Water From Your Eyes: “Barley”
“One two three four/I count mountains,” Water From Your Eyes’ Rachel Brown numbly intones on the experimental rock band’s latest single, “Barley.” It’s a mantra that evokes a Sisyphean quest, soberly taking in all of the craggy terrain you still have left to scale, or else a sleepless night tallying sheep. Discordant and jittery, the song is a little St. Vincent, a little Deerhoof; its herky-jerky guitar riff hurtles along uneasily while a blenderized synth swirl cuts in like an intrusive thought and a shrill, buzzer-like drone jets off like a firehose.

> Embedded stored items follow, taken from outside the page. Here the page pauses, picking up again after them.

#[tokio::test(start_paused = true)]
async fn connect_is_idempotent_while_connected() {
    let (connector, mut sessions) = MockConnector::new();
    let channel: RoomChannel<MockConnector> = RoomChannel::new(settings(), connector.clone());

    channel.connect().await.unwrap();
    settle().await;
    assert!(channel.is_connected());
    let _server = sessions.recv().await.unwrap();

    channel.connect().await.unwrap();
    assert_eq!(connector.dials(), 1);

    channel.disconnect().await;
}

#[tokio::test(start_paused = true)]
async fn outbound_messages_are_wrapped_in_envelopes() {
    let (connector, mut sessions) = MockConnector::new();
    let channel: RoomChannel<MockConnector> = RoomChannel::new(settings(), connector);

    channel.connect().await.unwrap();
    let mut server = sessions.recv().await.unwrap();

    channel.join_room("lobby", user("u1")).unwrap();
    channel.send_message("hello there").unwrap();
    settle().await;

    let join = parse(&server.from_client.recv().await.unwrap());
    assert_eq!(join["type"], "join_room");
    assert_eq!(join["data"]["room"], "lobby");
    assert_eq!(join["data"]["user"]["id"], "u1");
    assert!(join["timestamp"].is_u64());

    let chat = parse(&server.from_client.recv().await.unwrap());
    assert_eq!(chat["type"], "chat_message");
    assert_eq!(chat["data"]["text"], "hello there");

    channel.disconnect().await;
}

#[tokio::test(start_paused = true)]
async fn inbound_frames_reach_every_subscriber() {
    let (connector, mut sessions) = MockConnector::new();
    let channel: RoomChannel<MockConnector> = RoomChannel::new(settings(), connector);

    let first = Arc::new(Mutex::new(Vec::<String>::new()));
    let second = Arc::new(Mutex::new(Vec::<String>::new()));
    {
        let sink = Arc::clone(&first);
        channel.on_chat(move |m| sink.lock().unwrap().push(m.text.clone()));
        let sink = Arc::clone(&second);
        channel.on_chat(move |m| sink.lock().unwrap().push(m.text.clone()));
    }

    channel.connect().await.unwrap();
    let server = sessions.recv().await.unwrap();

    server
        .to_client
        .send(r#"{"type":"chat_message","data":{"from":"ana","text":"hi"},"timestamp":1}"#.into())
        .unwrap();
    // Unknown types and heartbeat acks are dropped without reaching handlers.
    server
        .to_client
        .send(r#"{"type":"mystery","data":{}}"#.into())
        .unwrap();
    server
        .to_client
        .send(r#"{"type":"pong","timestamp":2}"#.into())
        .unwrap();
    server.to_client.send("not json".into()).unwrap();
    settle().await;

    assert_eq!(*first.lock().unwrap(), vec!["hi".to_string()]);
    assert_eq!(*second.lock().unwrap(), vec!["hi".to_string()]);
    assert!(channel.is_connected());

    channel.disconnect().await;
}

#[tokio::test(start_paused = true)]
async fn heartbeat_pings_every_interval() {
    let (connector, mut sessions) = MockConnector::new();
    let channel: RoomChannel<MockConnector> = RoomChannel::new(settings(), connector);

    channel.connect().await.unwrap();
    let mut server = sessions.recv().await.unwrap();
    settle().await;
    assert!(server.from_client.try_recv().is_err());

    tokio::time::sleep(Duration::from_millis(30_050)).await;
    let ping = parse(&server.from_client.recv().await.unwrap());
    assert_eq!(ping["type"], "ping");
    assert!(ping.get("data").is_none());

    tokio::time::sleep(Duration::from_millis(30_050)).await;
    let ping = parse(&server.from_client.recv().await.unwrap());
    assert_eq!(ping["type"], "ping");

    channel.disconnect().await;
}

#[tokio::test(start_paused = true)]
async fn reconnects_with_backoff_and_rejoins_once() {
    let (connector, mut sessions) = MockConnector::new();
    let channel: RoomChannel<MockConnector> = RoomChannel::new(settings(), connector.clone());

    let statuses = Arc::new(Mutex::new(Vec::<bool>::new()));
    let seen = Arc::clone(&statuses);
    channel.on_status(move |up| seen.lock().unwrap().push(up));

    channel.connect().await.unwrap();
    let mut server = sessions.recv().await.unwrap();
    channel.join_room("lobby", user("u1")).unwrap();
    settle().await;
    let join = parse(&server.from_client.recv().await.unwrap());
    assert_eq!(join["type"], "join_room");

    // First redial is refused, second accepted: 1 s then +2 s.
    connector.plan([Plan::Refuse, Plan::Accept]);
    drop(server);
    settle().await;
    assert!(!channel.is_connected());
    assert_eq!(connector.dials(), 1);

    tokio::time::sleep(Duration::from_millis(1_100)).await;
    assert_eq!(connector.dials(), 2);
    assert!(!channel.is_connected());

    tokio::time::sleep(Duration::from_millis(2_100)).await;
    assert_eq!(connector.dials(), 3);
    assert!(channel.is_connected());
    assert_eq!(*statuses.lock().unwrap(), vec![true, false, true]);

    let mut server = sessions.recv().await.unwrap();
    settle().await;
    let rejoin = parse(&server.from_client.recv().await.unwrap());
    assert_eq!(rejoin["type"], "rejoin_room");
    assert_eq!(rejoin["data"]["room"], "lobby");
    // Exactly one membership frame per successful connect.
    assert!(server.from_client.try_recv().is_err());

    channel.disconnect().await;
}

#[tokio::test(start_paused = true)]
async fn deferred_join_is_sent_on_connect() {
    let (connector, mut sessions) = MockConnector::new();
    let channel: RoomChannel<MockConnector> = RoomChannel::new(settings(), connector);

    // Join while disconnected: nothing goes on the wire yet.
    channel.join_room("lobby", user("u1")).unwrap();

    channel.connect().await.unwrap();
    let mut server = sessions.recv().await.unwrap();
    settle().await;
    let join = parse(&server.from_client.recv().await.unwrap());
    assert_eq!(join["type"], "join_room");
    assert_eq!(join["data"]["user"]["id"], "u1");
    assert!(server.from_client.try_recv().is_err());

    channel.disconnect().await;
}

#[tokio::test(start_paused = true)]
async fn gives_up_after_max_attempts() {
    let (connector, mut sessions) = MockConnector::new();
    let channel: RoomChannel<MockConnector> = RoomChannel::new(settings(), connector.clone());

    channel.connect().await.unwrap();
    let server = sessions.recv().await.unwrap();

    connector.plan([
        Plan::Refuse,
        Plan::Refuse,
        Plan::Refuse,
        Plan::Refuse,
        Plan::Refuse,
    ]);
    drop(server);
    // Full schedule: 1 + 2 + 4 + 8 + 16 s.
    tokio::time::sleep(Duration::from_millis(32_000)).await;
    assert_eq!(connector.dials(), 6);

    // Budget exhausted: no more dials, ever.
    tokio::time::sleep(Duration::from_millis(120_000)).await;
    assert_eq!(connector.dials(), 6);
    assert!(!channel.is_connected());
}

#[tokio::test(start_paused = true)]
async fn wake_redials_immediately_after_giving_up() {
    let (connector, mut sessions) = MockConnector::new();
    let channel: RoomChannel<MockConnector> = RoomChannel::new(settings(), connector.clone());

    channel.connect().await.unwrap();
    let server = sessions.recv().await.unwrap();

    connector.plan([
        Plan::Refuse,
        Plan::Refuse,
        Plan::Refuse,
        Plan::Refuse,
        Plan::Refuse,
    ]);
    drop(server);
    tokio::time::sleep(Duration::from_millis(32_000)).await;
    assert_eq!(connector.dials(), 6);

    channel.wake();
    settle().await;
    assert_eq!(connector.dials(), 7);
    assert!(channel.is_connected());

    channel.disconnect().await;
}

In between touring with seemingly every band ever (Spoon, Interpol, Palm), releasing their own respective solo music, and pitching John Wilson to direct their music video, Water From Your Eyes found time to write and record a new album, Everyone’s Crushed, arriving via Matador in May. While the lyrics are abstract and dissociative as usual, the band indicates that “Barley” is loosely about “futile attempts at attaining the unattainable,” and it’s accompanied by a music video in which Brown and Nate Amos play corporate workhorses biding their time under capitalism. Is the song a commentary on their own career, their exhaustion always trying to ascend to the next level as musicians? Does the pattern break near the end—“one two three eleven”—indicate the possibility of disrupting the cycle? No clue, really. But it sounds sick.